> **WHAT IS NEEDED**
Each line with the string "rest" is to be copied from the records below.

> **DATA EXTRACT**
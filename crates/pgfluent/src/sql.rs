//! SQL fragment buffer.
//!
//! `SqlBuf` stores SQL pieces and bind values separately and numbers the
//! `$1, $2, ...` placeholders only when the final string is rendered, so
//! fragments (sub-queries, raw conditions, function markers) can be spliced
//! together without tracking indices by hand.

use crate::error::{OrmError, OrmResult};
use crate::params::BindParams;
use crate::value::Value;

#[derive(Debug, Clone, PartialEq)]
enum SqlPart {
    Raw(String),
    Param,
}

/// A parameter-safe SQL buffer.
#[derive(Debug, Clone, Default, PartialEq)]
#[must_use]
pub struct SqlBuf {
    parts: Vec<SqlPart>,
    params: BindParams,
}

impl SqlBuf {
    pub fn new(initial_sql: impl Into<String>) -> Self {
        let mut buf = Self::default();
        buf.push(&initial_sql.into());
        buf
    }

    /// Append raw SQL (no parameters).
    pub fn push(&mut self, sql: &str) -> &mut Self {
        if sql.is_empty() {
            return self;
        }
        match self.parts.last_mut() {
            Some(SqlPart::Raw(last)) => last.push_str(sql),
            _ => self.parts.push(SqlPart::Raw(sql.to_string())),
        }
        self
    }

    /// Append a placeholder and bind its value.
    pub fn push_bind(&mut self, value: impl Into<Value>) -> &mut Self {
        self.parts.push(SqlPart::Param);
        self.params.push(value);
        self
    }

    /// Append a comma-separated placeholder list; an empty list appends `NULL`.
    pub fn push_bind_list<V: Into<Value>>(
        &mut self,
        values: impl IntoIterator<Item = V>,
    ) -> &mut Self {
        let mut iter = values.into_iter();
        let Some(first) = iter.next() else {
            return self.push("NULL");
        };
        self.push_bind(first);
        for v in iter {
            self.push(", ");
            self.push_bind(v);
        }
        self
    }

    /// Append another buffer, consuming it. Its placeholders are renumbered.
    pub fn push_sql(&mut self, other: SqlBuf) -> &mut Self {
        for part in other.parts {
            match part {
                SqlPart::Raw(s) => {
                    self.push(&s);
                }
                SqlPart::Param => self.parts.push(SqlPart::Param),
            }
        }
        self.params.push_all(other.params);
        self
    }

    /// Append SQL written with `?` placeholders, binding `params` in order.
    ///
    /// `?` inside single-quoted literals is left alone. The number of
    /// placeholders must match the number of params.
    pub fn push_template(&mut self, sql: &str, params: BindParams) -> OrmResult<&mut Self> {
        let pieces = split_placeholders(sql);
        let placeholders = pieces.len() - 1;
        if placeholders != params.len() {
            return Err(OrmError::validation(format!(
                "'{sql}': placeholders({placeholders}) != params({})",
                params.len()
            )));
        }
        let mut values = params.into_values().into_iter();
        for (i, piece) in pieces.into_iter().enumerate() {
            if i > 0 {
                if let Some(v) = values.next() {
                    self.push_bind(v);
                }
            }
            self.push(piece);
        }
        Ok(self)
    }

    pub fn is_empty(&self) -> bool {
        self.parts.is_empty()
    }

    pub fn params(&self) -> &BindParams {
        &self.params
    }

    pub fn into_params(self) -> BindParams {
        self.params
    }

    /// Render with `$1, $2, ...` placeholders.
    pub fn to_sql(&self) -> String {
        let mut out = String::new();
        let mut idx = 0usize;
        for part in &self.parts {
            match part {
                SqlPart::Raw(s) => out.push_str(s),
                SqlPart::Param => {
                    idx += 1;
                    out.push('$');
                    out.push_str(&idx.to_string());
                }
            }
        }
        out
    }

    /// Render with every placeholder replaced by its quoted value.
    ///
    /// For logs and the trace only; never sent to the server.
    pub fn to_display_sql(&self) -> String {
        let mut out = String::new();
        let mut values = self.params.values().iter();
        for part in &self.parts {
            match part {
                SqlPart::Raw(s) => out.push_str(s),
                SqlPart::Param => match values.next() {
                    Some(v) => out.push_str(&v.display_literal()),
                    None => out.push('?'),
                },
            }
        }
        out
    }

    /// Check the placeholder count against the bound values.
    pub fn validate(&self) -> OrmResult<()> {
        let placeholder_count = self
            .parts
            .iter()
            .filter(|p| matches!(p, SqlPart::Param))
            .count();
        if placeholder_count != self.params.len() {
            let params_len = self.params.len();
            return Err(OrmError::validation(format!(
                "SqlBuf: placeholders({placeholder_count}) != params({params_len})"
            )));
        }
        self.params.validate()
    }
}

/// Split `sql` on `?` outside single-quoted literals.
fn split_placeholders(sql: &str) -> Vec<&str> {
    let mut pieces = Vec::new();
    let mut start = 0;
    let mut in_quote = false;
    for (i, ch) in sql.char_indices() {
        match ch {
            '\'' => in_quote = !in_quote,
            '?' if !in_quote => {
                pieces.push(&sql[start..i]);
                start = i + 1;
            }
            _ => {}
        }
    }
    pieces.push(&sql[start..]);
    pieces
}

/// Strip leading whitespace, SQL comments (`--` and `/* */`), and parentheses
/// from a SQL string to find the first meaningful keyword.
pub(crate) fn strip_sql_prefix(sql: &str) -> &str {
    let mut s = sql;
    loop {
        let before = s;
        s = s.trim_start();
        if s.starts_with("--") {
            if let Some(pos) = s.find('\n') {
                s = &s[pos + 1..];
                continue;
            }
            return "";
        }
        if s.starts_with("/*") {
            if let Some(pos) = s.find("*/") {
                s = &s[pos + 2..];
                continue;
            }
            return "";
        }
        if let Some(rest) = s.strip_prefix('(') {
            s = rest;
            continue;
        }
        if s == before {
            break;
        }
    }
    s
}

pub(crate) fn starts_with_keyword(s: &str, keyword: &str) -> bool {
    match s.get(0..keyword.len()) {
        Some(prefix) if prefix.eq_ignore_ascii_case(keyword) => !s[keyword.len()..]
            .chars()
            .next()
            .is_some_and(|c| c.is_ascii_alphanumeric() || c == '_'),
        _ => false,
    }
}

> **RESPONSE AREA**
        if let Some(rest) = s.strip_prefix('(') {
            s = rest;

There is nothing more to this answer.